Remember, the harm is not just in the lying, the corruption, the unfair self-enrichment; Boaler’s schemes gravely hurt the kids of California and others around the country.

Again, she’s one of the biggest influencers of mathematics education, particularly when it comes to claims that race should somehow be a factor in it.

Families in San Francisco fought hard in what became known as the “math wars” against this obviously stupid ban — how does denying everyone a chance to learn algebra help anyone?

But Boaler, backed up by extensive “research” from the illustrious Stanford University, enabled the school board to beat the families.

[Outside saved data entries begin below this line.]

//! Native resource lifecycle: creation, inheritance, release
//!
//! 原生资源生命周期：创建、继承、释放

use super::backend::{Backend, RawHandle};
use super::error::{Error, Result};
use super::lock_table::{LockPolicy, LockTable, Wait};
use super::mode::OpenMode;
use super::range::{ByteSpan, LockRange};
use std::path::Path;

/// Owner of one native handle and the locks taken through it
///
/// 单个原生句柄及通过它获取的锁的所有者
///
/// The handle is created by [`Resource::open`] and invalidated exactly once, by
/// [`Resource::close`] or on drop. Closing drains the lock table first so lock
/// release does not depend on incidental OS behaviour.
///
/// 句柄由 [`Resource::open`] 创建，并且只失效一次：通过 [`Resource::close`] 或在 drop 时。
/// 关闭时先清空锁表，使锁的释放不依赖操作系统的附带行为。
///
/// Inheritability is fixed at creation from [`OpenMode::is_inheritable`]: a
/// non-inheritable handle is invisible to processes spawned afterwards, an
/// inheritable one is visible under the same [`RawHandle`] value.
///
/// 可继承性在创建时由 [`OpenMode::is_inheritable`] 确定：不可继承的句柄对之后创建的进程不可见，
/// 可继承的句柄以相同的 [`RawHandle`] 值可见。
pub struct Resource {
    backend: &'static dyn Backend,
    handle: Option<RawHandle>,
    mode: OpenMode,
    locks: LockTable,
}

impl Resource {
    /// Validate `mode` and create the native resource
    ///
    /// 验证 `mode` 并创建原生资源
    ///
    /// A failed open leaves nothing behind to release.
    ///
    /// 打开失败不会留下任何需要释放的资源。
    pub fn open(backend: &'static dyn Backend, path: &Path, mode: OpenMode) -> Result<Self> {
        mode.validate()?;
        let handle = backend.open(path, &mode).inspect_err(|err| {
            tracing::debug!(backend = backend.name(), path = %path.display(), ?mode, %err, "open failed");
        })?;
        tracing::debug!(backend = backend.name(), %handle, path = %path.display(), ?mode, "opened");
        Ok(Self {
            backend,
            handle: Some(handle),
            mode,
            locks: LockTable::new(),
        })
    }

    /// Live handle, or `Closed`
    ///
    /// 有效句柄，已关闭时返回 `Closed`
    #[inline]
    pub fn handle(&self) -> Result<RawHandle> {
        self.handle.ok_or(Error::Closed)
    }

    #[inline]
    pub fn backend(&self) -> &'static dyn Backend {
        self.backend
    }

    #[inline]
    pub fn mode(&self) -> &OpenMode {
        &self.mode
    }

    #[inline]
    pub fn is_closed(&self) -> bool {
        self.handle.is_none()
    }

    #[inline]
    pub fn held_locks(&self) -> &[LockRange] {
        self.locks.held()
    }

    /// Native inherit flag, as a spawned child would see it
    ///
    /// 原生继承标志，即子进程所见的状态
    pub fn is_inheritable(&self) -> Result<bool> {
        self.backend.is_inheritable(self.handle()?)
    }

    pub fn lock(&mut self, range: LockRange, wait: Wait, policy: &LockPolicy) -> Result<()> {
        let handle = self.handle()?;
        self.locks
            .request(self.backend, handle, self.mode.access(), range, wait, policy)
    }

    pub fn unlock(&mut self, span: ByteSpan) -> Result<()> {
        let handle = self.handle()?;
        self.locks.release(self.backend, handle, span)
    }

    /// Release locks, then the handle; a no-op once closed
    ///
    /// 先释放锁再释放句柄；已关闭时为空操作
    pub fn close(&mut self) -> Result<()> {
        let Some(handle) = self.handle.take() else {
            return Ok(());
        };
        self.locks.drain(self.backend, handle);
        self.backend.close(handle)?;
        tracing::debug!(backend = self.backend.name(), %handle, "closed");
        Ok(())
    }
}

impl Drop for Resource {
    fn drop(&mut self) {
        if let Err(err) = self.close() {
            tracing::warn!(%err, "close on drop failed");
        }
    }
}

impl std::fmt::Debug for Resource {
    fn fmt(&self, f: &mut std::fmt::Formatter<'_>) -> std::fmt::Result {
        f.debug_struct("Resource")
            .field("backend", &self.backend.name())
            .field("handle", &self.handle)
            .field("mode", &self.mode)
            .field("locks", &self.locks.held())
            .finish()
    }
}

It took 10 years to get the algebra ban lifted — including angry school board elections that threw out the wokest members, threats of litigation and legislation, alarming drops in standardized math-test scores and an admission by the University of California that such dumbing down of students left students, well, dumbed down.

Meanwhile, an entire generation of San Francisco’s students was sacrificed to DEI.

The harm is not limited to San Francisco.

Banning algebra from middle school based on Boaler’s research became a national crusade, with a similar effort in New York City nearly succeeding.

Campaigns to ban calculus (presumably another source of racism somehow) from high schools also gained momentum.

Such dumbing down of math is exactly as prescribed by the California Mathematics Framework, a project mandated by California state law to regulate the teaching of math, of which Boaler is a key author.

Again, damage won’t be limited just to California, because what the largest state does in education, the nation follows.

Whatever Stanford does with Boaler, the DEI fraud appears set to expand exponentially.

Legislation in California’s Democratic-run legislature (ACA-7) contains the provision to “fund research-based, or research-informed, and culturally specific interventions or programs . . . [for] specific ethnic groups.”

In other words, California taxpayers will be required by law to fund DEI research — like that of Boaler.

Well, what could possibly go wrong there?

Wai Wah Chin is the founding president of the Chinese American Citizens Alliance Greater New York and an adjunct fellow of the Manhattan Institute.